▸ DATA SECTION
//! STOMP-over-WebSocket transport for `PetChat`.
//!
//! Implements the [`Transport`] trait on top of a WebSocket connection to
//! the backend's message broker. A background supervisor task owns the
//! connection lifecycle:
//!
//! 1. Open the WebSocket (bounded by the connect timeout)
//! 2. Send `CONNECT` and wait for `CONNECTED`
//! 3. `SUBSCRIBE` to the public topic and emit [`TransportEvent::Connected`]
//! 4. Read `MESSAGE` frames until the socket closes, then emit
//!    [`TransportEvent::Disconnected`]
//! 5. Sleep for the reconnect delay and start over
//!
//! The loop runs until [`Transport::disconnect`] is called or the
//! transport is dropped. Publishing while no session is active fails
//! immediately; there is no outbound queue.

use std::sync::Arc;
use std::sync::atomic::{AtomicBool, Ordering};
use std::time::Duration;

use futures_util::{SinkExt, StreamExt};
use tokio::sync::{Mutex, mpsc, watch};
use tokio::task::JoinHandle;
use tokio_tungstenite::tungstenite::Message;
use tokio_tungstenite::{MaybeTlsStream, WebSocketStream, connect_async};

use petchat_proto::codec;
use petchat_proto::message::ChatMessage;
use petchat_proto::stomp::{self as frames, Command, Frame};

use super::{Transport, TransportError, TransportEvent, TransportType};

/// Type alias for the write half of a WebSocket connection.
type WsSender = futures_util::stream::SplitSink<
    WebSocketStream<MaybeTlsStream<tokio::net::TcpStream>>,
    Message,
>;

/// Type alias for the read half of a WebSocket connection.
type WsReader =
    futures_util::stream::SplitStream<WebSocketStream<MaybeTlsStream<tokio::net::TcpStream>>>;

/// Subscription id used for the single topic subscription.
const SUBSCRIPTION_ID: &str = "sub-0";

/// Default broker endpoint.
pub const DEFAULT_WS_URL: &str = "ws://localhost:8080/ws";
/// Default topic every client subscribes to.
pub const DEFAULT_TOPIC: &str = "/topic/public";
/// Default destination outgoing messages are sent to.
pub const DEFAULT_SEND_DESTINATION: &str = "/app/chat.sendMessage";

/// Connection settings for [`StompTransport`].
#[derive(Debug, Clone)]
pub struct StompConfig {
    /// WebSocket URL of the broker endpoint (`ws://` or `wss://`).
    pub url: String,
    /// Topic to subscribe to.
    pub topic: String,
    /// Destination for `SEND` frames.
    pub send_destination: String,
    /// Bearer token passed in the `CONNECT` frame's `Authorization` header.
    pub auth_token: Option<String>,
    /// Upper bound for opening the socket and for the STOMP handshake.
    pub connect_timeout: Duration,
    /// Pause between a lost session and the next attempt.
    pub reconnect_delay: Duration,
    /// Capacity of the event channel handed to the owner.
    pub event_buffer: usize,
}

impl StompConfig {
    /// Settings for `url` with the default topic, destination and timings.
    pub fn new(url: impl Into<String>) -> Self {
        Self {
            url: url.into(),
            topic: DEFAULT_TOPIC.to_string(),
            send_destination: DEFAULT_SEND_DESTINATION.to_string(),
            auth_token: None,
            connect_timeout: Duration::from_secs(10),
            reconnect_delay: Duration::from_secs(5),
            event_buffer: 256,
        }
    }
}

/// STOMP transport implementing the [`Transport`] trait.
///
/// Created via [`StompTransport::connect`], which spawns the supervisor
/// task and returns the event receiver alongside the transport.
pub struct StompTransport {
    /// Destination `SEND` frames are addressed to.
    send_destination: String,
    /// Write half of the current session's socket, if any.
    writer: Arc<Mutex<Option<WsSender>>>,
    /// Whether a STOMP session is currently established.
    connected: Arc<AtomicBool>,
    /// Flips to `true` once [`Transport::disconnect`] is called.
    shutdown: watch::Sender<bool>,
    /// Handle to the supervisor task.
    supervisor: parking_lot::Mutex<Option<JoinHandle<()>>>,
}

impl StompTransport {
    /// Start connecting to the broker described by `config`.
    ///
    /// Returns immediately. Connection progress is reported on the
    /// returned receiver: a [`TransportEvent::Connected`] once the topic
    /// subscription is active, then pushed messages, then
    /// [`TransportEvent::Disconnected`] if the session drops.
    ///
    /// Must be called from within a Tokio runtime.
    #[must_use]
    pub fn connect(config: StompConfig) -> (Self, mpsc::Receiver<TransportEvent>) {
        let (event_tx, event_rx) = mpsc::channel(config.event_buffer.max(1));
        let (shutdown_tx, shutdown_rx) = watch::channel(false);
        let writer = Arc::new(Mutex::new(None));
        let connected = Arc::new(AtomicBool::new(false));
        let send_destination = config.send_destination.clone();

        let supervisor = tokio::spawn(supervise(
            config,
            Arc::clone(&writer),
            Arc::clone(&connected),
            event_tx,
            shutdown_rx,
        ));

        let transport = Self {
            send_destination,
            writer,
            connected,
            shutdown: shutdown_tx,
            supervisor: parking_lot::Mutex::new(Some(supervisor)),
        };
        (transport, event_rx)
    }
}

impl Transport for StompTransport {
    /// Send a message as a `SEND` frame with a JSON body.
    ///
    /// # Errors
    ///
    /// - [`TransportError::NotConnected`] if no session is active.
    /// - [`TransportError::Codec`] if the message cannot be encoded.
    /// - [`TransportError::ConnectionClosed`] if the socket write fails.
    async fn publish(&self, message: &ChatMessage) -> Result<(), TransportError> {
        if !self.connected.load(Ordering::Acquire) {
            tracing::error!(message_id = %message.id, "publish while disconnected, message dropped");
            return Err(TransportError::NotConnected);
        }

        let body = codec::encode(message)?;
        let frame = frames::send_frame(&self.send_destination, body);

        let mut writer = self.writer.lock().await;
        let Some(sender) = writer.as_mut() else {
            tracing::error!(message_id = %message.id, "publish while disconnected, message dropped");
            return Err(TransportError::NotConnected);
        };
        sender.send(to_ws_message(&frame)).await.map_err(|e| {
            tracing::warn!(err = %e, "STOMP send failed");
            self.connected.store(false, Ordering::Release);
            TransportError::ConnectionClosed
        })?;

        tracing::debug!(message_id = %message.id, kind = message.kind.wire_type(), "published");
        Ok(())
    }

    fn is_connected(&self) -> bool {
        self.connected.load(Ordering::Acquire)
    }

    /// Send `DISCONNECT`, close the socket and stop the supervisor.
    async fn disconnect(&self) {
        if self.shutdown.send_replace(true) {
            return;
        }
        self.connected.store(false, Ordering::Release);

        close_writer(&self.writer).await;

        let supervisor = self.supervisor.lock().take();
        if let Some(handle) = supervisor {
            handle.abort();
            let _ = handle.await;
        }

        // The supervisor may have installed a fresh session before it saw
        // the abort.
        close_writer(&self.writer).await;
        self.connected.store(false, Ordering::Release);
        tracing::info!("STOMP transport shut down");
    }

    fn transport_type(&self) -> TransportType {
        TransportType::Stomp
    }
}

--

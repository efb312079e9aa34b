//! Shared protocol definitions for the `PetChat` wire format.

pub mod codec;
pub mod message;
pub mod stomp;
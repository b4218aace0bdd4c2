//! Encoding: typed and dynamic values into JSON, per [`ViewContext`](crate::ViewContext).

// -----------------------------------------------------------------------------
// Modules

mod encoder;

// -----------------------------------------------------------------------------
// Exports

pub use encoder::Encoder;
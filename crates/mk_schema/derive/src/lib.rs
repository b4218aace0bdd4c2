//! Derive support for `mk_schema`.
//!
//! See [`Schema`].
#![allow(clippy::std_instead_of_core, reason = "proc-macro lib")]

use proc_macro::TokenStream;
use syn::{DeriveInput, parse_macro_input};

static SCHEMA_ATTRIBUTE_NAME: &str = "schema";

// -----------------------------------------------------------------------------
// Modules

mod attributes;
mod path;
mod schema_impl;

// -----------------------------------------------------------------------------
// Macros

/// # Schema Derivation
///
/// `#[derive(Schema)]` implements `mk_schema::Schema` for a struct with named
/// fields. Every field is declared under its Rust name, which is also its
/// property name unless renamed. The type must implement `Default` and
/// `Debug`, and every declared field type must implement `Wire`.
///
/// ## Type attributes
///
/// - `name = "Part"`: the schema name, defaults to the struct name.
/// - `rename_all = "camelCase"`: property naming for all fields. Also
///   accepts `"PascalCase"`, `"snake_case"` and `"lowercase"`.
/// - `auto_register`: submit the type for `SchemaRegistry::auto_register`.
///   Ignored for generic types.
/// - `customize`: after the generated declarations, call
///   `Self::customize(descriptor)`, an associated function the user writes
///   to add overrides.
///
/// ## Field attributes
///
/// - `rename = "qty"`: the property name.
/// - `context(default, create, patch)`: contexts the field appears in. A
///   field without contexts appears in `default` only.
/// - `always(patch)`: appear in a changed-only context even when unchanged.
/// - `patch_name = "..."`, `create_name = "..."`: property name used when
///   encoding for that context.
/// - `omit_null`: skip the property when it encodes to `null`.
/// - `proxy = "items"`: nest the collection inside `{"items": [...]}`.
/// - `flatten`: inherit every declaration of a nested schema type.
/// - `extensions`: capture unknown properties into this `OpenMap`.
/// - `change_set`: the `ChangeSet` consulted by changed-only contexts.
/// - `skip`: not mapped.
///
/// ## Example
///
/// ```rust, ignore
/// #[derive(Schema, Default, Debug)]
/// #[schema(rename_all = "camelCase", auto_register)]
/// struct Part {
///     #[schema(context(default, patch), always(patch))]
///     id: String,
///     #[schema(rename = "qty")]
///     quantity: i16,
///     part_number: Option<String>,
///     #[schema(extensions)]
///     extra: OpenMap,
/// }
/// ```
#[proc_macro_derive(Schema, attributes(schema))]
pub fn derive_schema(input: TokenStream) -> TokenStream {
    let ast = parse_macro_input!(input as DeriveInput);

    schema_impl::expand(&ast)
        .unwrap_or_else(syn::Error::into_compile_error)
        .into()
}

--

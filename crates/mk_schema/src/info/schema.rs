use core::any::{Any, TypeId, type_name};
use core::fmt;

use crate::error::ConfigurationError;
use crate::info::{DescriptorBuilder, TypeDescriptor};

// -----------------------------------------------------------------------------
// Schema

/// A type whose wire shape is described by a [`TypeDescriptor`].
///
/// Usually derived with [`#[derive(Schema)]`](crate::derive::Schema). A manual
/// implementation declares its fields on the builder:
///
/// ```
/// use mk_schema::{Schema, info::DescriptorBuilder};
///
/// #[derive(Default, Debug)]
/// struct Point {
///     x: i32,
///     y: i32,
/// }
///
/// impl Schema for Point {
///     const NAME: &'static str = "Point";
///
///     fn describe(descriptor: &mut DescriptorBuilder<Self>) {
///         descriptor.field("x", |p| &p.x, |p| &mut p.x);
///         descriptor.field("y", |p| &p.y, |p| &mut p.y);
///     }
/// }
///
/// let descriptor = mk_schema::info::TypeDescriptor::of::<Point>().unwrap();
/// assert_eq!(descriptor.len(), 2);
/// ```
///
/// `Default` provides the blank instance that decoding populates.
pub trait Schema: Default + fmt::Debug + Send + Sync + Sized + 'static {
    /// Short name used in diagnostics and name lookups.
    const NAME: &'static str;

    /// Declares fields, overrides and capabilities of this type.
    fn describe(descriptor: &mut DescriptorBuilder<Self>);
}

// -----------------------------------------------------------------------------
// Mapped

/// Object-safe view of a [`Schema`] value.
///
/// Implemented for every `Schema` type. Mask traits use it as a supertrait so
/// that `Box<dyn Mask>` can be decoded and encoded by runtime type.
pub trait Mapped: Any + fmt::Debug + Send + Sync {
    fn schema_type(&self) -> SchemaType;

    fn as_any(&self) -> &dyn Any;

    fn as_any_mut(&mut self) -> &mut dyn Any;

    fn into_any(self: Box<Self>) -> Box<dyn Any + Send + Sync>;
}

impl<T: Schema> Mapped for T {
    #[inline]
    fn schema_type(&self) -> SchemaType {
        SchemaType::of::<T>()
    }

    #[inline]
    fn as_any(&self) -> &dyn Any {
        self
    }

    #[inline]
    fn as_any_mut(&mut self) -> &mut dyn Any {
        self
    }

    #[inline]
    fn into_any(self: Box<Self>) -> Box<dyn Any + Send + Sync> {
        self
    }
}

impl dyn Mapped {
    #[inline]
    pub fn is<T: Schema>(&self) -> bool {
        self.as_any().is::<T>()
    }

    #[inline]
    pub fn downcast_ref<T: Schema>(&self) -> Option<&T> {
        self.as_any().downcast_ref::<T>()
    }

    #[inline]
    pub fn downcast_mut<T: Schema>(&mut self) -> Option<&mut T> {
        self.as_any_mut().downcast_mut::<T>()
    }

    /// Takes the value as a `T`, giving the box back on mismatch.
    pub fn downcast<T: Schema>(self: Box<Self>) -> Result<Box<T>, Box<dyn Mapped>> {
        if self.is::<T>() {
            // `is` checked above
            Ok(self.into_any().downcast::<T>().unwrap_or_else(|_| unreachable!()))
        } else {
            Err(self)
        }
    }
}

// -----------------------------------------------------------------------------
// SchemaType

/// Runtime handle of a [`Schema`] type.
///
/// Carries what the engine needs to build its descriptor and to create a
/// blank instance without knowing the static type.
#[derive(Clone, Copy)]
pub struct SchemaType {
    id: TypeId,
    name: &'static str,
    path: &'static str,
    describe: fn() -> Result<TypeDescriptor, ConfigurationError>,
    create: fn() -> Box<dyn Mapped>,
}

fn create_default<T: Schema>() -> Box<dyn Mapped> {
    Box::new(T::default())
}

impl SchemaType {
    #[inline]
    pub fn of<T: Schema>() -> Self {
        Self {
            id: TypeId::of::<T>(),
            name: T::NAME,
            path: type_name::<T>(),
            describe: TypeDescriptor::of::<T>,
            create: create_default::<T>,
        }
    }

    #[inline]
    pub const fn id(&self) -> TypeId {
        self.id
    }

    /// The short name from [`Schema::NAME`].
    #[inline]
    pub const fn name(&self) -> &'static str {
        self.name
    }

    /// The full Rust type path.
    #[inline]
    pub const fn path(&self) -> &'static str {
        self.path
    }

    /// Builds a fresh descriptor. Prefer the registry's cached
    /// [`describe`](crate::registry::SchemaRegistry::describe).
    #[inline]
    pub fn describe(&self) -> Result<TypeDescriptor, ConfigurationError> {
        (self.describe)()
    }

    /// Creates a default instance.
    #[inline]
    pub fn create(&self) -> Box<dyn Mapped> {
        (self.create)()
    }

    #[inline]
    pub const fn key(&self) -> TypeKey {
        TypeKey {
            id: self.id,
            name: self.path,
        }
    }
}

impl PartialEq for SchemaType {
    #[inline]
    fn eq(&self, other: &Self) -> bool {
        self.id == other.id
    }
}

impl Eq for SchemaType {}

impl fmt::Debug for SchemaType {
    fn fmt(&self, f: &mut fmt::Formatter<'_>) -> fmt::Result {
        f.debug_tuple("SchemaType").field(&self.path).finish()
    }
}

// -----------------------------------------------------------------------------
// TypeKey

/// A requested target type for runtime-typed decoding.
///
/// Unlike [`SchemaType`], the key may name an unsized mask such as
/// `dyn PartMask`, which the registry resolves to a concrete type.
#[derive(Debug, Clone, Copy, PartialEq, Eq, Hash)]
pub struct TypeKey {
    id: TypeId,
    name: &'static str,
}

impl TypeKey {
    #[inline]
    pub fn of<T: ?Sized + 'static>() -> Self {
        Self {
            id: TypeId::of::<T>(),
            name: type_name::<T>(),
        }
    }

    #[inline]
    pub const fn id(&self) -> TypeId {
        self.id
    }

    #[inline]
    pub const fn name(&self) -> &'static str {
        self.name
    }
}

▸ WHAT IS REQUIRED
Only lines with the word "task" should be collected from the material.

▸ RESULT
//! the backend's message broker. A background supervisor task owns the
use tokio::task::JoinHandle;
/// task and returns the event receiver alongside the transport.
    /// Handle to the supervisor task.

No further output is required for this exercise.